MATERIALS PROVIDED section start

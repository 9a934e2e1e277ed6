//! Relative links into the site's pages.
//!
//! The product id and the category slug are the only externally addressable
//! state; both travel as query parameters.

use crate::filter::CATEGORY_PARAM;

/// Gallery grid page.
pub const GALLERY_PAGE: &str = "galleri.html";

/// Product detail page.
pub const PRODUCT_PAGE: &str = "produkt.html";

/// Query parameter carrying the product id on the detail page.
pub const PRODUCT_PARAM: &str = "id";

/// Link to a product's detail page, e.g. `produkt.html?id=kar001`.
pub fn product_url(id: &str) -> String {
    page_with_param(PRODUCT_PAGE, PRODUCT_PARAM, id)
}

/// Link to the gallery filtered on a category slug.
///
/// An empty slug links to the unfiltered gallery.
pub fn category_query(slug: &str) -> String {
    if slug.is_empty() {
        return GALLERY_PAGE.to_string();
    }
    page_with_param(GALLERY_PAGE, CATEGORY_PARAM, slug)
}

/// Read the product id from a detail page query string (`?id=kar001`).
pub fn product_id_from_query(query: &str) -> Option<String> {
    let url = reqwest::Url::parse(&format!("http://localhost/?{}", query.trim_start_matches('?')))
        .ok()?;
    url.query_pairs()
        .find(|(key, _)| key == PRODUCT_PARAM)
        .map(|(_, value)| value.trim().to_string())
        .filter(|value| !value.is_empty())
}

fn page_with_param(page: &str, key: &str, value: &str) -> String {
    let mut url = match reqwest::Url::parse("http://localhost/") {
        Ok(url) => url,
        Err(_) => return format!("{page}?{key}={value}"),
    };
    url.query_pairs_mut().append_pair(key, value);
    match url.query() {
        Some(query) => format!("{page}?{query}"),
        None => page.to_string(),
    }
}

#[cfg(test)]
mod tests {
    use super::*;

    #[test]
    fn product_links() {
        assert_eq!(product_url("kar001"), "produkt.html?id=kar001");
        assert_eq!(product_url("a b&c"), "produkt.html?id=a+b%26c");
    }

    #[test]
    fn category_links() {
        assert_eq!(category_query("vilda-djur"), "galleri.html?kategori=vilda-djur");
        assert_eq!(category_query(""), "galleri.html");
    }

    #[test]
    fn product_id_round_trips_through_query() {
        assert_eq!(product_id_from_query("?id=kar001").as_deref(), Some("kar001"));
        assert_eq!(product_id_from_query("id=a+b%26c").as_deref(), Some("a b&c"));
        assert_eq!(product_id_from_query("id="), None);
        assert_eq!(product_id_from_query(""), None);
    }
}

MATERIALS PROVIDED section end

EXERCISE REQUIREMENTS:
Each line of the data above containing the string "reqwest" is to be copied.

SOLVED PROBLEM:
    let url = reqwest::Url::parse(&format!("http://localhost/?{}", query.trim_start_matches('?')))
    let mut url = match reqwest::Url::parse("http://localhost/") {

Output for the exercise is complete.